Comerciante acusado de pedofilia contra meninas indígenas é solto e ameaça jornalistas no Amazonas

Por Kátia Brasil e Elaíze Farias, em Amazônia Real

Em decisão monocrática durante um plantão no dia 17 de março, a desembargadora Encarnação das Graças Sampaio Salgado, do Tribunal de Justiça do Amazonas, concedeu a liberdade “por excesso de prazo de prisão” ao comerciante M.C.P, um dos principais acusados do processo criminal que investigou a exploração sexual e pedofilia de meninas indígenas do município de São Gabriel da Cachoeira, na fronteira do Estado com a Colômbia.

A notícia da liberdade de M.C.P foi divulgada no domingo (29) pelo site Fato Amazônico.  Nesta quarta-feira (01), o diretor do veículo e jornalista Elcimar Freitas disse à reportagem da agência Amazônia Real que, após a veiculação da notícia, ele e um repórter, que tem parentes morando em São Gabriel da Cachoeira, começaram a receber recados de ameaças de morte. Os parentes do repórter também foram procurados e ameaçados.

O comerciante mandou avisar que seremos achados e mortos onde estivermos”, disse Freitas, que comunicou o caso ao Ministério Público do Estado do Amazonas (MPE).

M.C.P foi preso junto com mais dez pessoas pela Operação Cunhantã da Polícia Federal, em 22 de maio de 2013. Ele cumpria prisão preventiva no Centro de Detenção Provisória, na zona rural de Manaus. Entre os acusados, seis estão soltos, um cumpre prisão domiciliar e dois, que são irmãos de M.C.P, continuam presos na capital amazonense.
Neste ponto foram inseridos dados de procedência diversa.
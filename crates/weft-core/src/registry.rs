//! Per-node fan-out of property notifications to update actions.
//!
//! A UI node owns one [`BindingRegistry`]. Its property setters call
//! [`BindingRegistry::notify`] with the property name; every action
//! registered under that exact key runs. Deep paths compose with
//! [`PathBinding`]: the action fires on any path change and is additionally
//! keyed under the path's root segment, so a container's bulk notify sweep
//! on the root name still reaches nested bindings.

use std::sync::{Arc, Mutex};

use crate::collections::map::HashMap;
use crate::observe::Observable;
use crate::path::PropertyPath;
use crate::tracker::PathBinding;

type UpdateAction = Arc<dyn Fn() + Send + Sync>;

struct RegistryInner {
    actions: Mutex<HashMap<String, Vec<UpdateAction>>>,
    paths: Mutex<Vec<PathBinding>>,
}

/// Name-keyed multimap of update actions, with a path-based variant.
///
/// Actions under one key run in registration order on each notify, but no
/// ordering is guaranteed across keys or relied upon by callers; actions
/// must be idempotent and write only into the owning node's own state.
pub struct BindingRegistry {
    inner: Arc<RegistryInner>,
}

impl BindingRegistry {
    pub fn new() -> Self {
        Self {
            inner: Arc::new(RegistryInner {
                actions: Mutex::new(HashMap::default()),
                paths: Mutex::new(Vec::new()),
            }),
        }
    }

    /// Register `action` under `key` and invoke it once immediately so the
    /// node reflects current state.
    pub fn register(&self, key: impl Into<String>, action: impl Fn() + Send + Sync + 'static) {
        let action: UpdateAction = Arc::new(action);
        self.inner
            .actions
            .lock()
            .unwrap()
            .entry(key.into())
            .or_default()
            .push(Arc::clone(&action));
        action();
    }

    /// Fan out to every action registered under exactly `key`. Unknown keys
    /// are a no-op.
    pub fn notify(&self, key: &str) {
        let snapshot: Vec<UpdateAction> = {
            let actions = self.inner.actions.lock().unwrap();
            match actions.get(key) {
                Some(list) => list.clone(),
                None => {
                    log::trace!("notify({key}) had no registered actions");
                    return;
                }
            }
        };
        for action in snapshot {
            action();
        }
    }

    /// Register `action` against a deep `path` rooted at `root`. The action
    /// runs once immediately, then on every change anywhere along the path,
    /// and also on `notify` of the path's root segment name. The registry
    /// owns the underlying subscription chain until [`clear`](Self::clear)
    /// or drop.
    ///
    /// An empty path is a constant binding: the action runs once and nothing
    /// is tracked.
    pub fn register_path(
        &self,
        path: PropertyPath,
        root: Option<Arc<dyn Observable>>,
        action: impl Fn() + Send + Sync + 'static,
    ) {
        let action: UpdateAction = Arc::new(action);
        if path.is_empty() {
            action();
            return;
        }

        let root_key = path.first().expect("non-empty path").to_string();
        self.inner
            .actions
            .lock()
            .unwrap()
            .entry(root_key)
            .or_default()
            .push(Arc::clone(&action));

        let tracked = Arc::clone(&action);
        let binding = PathBinding::new(path, move || tracked());
        binding.set_root(root);
        self.inner.paths.lock().unwrap().push(binding);

        action();
    }

    /// Number of actions registered under `key`.
    pub fn action_count(&self, key: &str) -> usize {
        self.inner
            .actions
            .lock()
            .unwrap()
            .get(key)
            .map(Vec::len)
            .unwrap_or(0)
    }

    pub fn path_count(&self) -> usize {
        self.inner.paths.lock().unwrap().len()
    }

    /// Tear down: drop every action and dispose every path subscription.
    /// Called when the owning node is removed.
    pub fn clear(&self) {
        self.inner.actions.lock().unwrap().clear();
        let paths: Vec<PathBinding> = {
            let mut paths = self.inner.paths.lock().unwrap();
            paths.drain(..).collect()
        };
        for binding in &paths {
            binding.dispose();
        }
    }
}

impl Default for BindingRegistry {
    fn default() -> Self {
        Self::new()
    }
}

impl std::fmt::Debug for BindingRegistry {
    fn fmt(&self, f: &mut std::fmt::Formatter<'_>) -> std::fmt::Result {
        let keys = self.inner.actions.lock().unwrap().len();
        f.debug_struct("BindingRegistry")
            .field("keys", &keys)
            .field("paths", &self.path_count())
            .finish()
    }
}

#[cfg(test)]
mod tests {
    use super::*;
    use crate::observe::{ChangeSource, PropertyValue};
    use std::sync::atomic::{AtomicUsize, Ordering};

    fn counter() -> (Arc<AtomicUsize>, impl Fn() + Send + Sync + 'static) {
        let count = Arc::new(AtomicUsize::new(0));
        let sink = Arc::clone(&count);
        (count, move || {
            sink.fetch_add(1, Ordering::SeqCst);
        })
    }

    #[test]
    fn register_invokes_once_immediately() {
        let registry = BindingRegistry::new();
        let (hits, action) = counter();
        registry.register("Text", action);
        assert_eq!(hits.load(Ordering::SeqCst), 1);
    }

    #[test]
    fn notify_fans_out_to_every_action_under_key() {
        let registry = BindingRegistry::new();
        let (a, action_a) = counter();
        let (b, action_b) = counter();
        registry.register("Text", action_a);
        registry.register("Text", action_b);

        registry.notify("Text");
        assert_eq!(a.load(Ordering::SeqCst), 2);
        assert_eq!(b.load(Ordering::SeqCst), 2);
    }

    #[test]
    fn notify_matches_exact_key_only() {
        let registry = BindingRegistry::new();
        let (hits, action) = counter();
        registry.register("Text", action);

        registry.notify("Other");
        registry.notify("text");
        assert_eq!(hits.load(Ordering::SeqCst), 1, "only the immediate invoke");
    }

    #[test]
    fn notify_unknown_key_is_a_noop() {
        let registry = BindingRegistry::new();
        registry.notify("Nothing");
    }

    struct Node {
        properties: Mutex<HashMap<String, PropertyValue>>,
        changes: ChangeSource,
    }

    impl Node {
        fn new() -> Arc<Self> {
            Arc::new(Self {
                properties: Mutex::new(HashMap::default()),
                changes: ChangeSource::new(),
            })
        }

        fn set(&self, name: &str, value: PropertyValue) {
            self.properties
                .lock()
                .unwrap()
                .insert(name.to_string(), value);
            self.changes.notify(name);
        }
    }

    impl Observable for Node {
        fn read(&self, property: &str) -> PropertyValue {
            self.properties
                .lock()
                .unwrap()
                .get(property)
                .cloned()
                .unwrap_or(PropertyValue::Null)
        }

        fn changes(&self) -> Option<&ChangeSource> {
            Some(&self.changes)
        }
    }

    #[test]
    fn path_registration_fires_on_deep_change() {
        let user = Node::new();
        user.set("Name", PropertyValue::data(String::from("A")));
        let root = Node::new();
        root.set("User", PropertyValue::object(user.clone()));

        let registry = BindingRegistry::new();
        let (hits, action) = counter();
        registry.register_path(
            PropertyPath::new(["User", "Name"]),
            Some(root.clone()),
            action,
        );
        assert_eq!(hits.load(Ordering::SeqCst), 1, "immediate invoke");

        user.set("Name", PropertyValue::data(String::from("B")));
        assert_eq!(hits.load(Ordering::SeqCst), 2);
    }

    #[test]
    fn path_registration_reachable_via_root_name_sweep() {
        let user = Node::new();
        let root = Node::new();
        root.set("User", PropertyValue::object(user.clone()));

        let registry = BindingRegistry::new();
        let (hits, action) = counter();
        registry.register_path(
            PropertyPath::new(["User", "Name"]),
            Some(root.clone()),
            action,
        );
        assert_eq!(registry.action_count("User"), 1);

        // A parent container doing a bulk notify on the root segment name
        // reaches the nested binding.
        let before = hits.load(Ordering::SeqCst);
        registry.notify("User");
        assert_eq!(hits.load(Ordering::SeqCst), before + 1);
    }

    #[test]
    fn empty_path_is_constant_binding() {
        let registry = BindingRegistry::new();
        let (hits, action) = counter();
        registry.register_path(PropertyPath::empty(), None, action);
        assert_eq!(hits.load(Ordering::SeqCst), 1);
        assert_eq!(registry.path_count(), 0);
    }

    #[test]
    fn clear_disposes_path_subscriptions() {
        let user = Node::new();
        let root = Node::new();
        root.set("User", PropertyValue::object(user.clone()));

        let registry = BindingRegistry::new();
        let (hits, action) = counter();
        registry.register_path(
            PropertyPath::new(["User", "Name"]),
            Some(root.clone()),
            action,
        );
        registry.clear();
        assert_eq!(registry.path_count(), 0);

        let before = hits.load(Ordering::SeqCst);
        user.set("Name", PropertyValue::data(1i32));
        registry.notify("User");
        assert_eq!(hits.load(Ordering::SeqCst), before, "no action after clear");
    }
}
Eles negam as acusações.

Os nomes dos réus não são divulgados devido ao segredo de justiça do processo e proteção de ao menos 12 vítimas. Algumas delas estão no Programa de Proteção a Crianças e Adolescentes Ameaçados e Morte (PPCAAM) da Secretaria Nacional dos Direitos Humanos.

Na decisão, a desembargadora Encanação Salgado justificou que o comerciante M.C.P estava preso “por excesso de prazo” e “constrangimento ilegal” praticado pela Comarca de São Gabriel da Cachoeira, uma vez que, até o momento, não foram realizadas a audiência de instrução e o julgamento dos dez réus.

“Desta forma, verificando-se o excesso lapso temporal decorrido entre a prisão do paciente até o presente momento, não havendo previsão para o encerramento da instrução criminal, patente está o constrangimento ilegal”, disse a desembargadora Encarnação Salgado na sentença do habeas corpus, emitido no dia 15 de março. O Alvará de Soltura, que pôs o réu em liberdade, foi concedido dois dias depois.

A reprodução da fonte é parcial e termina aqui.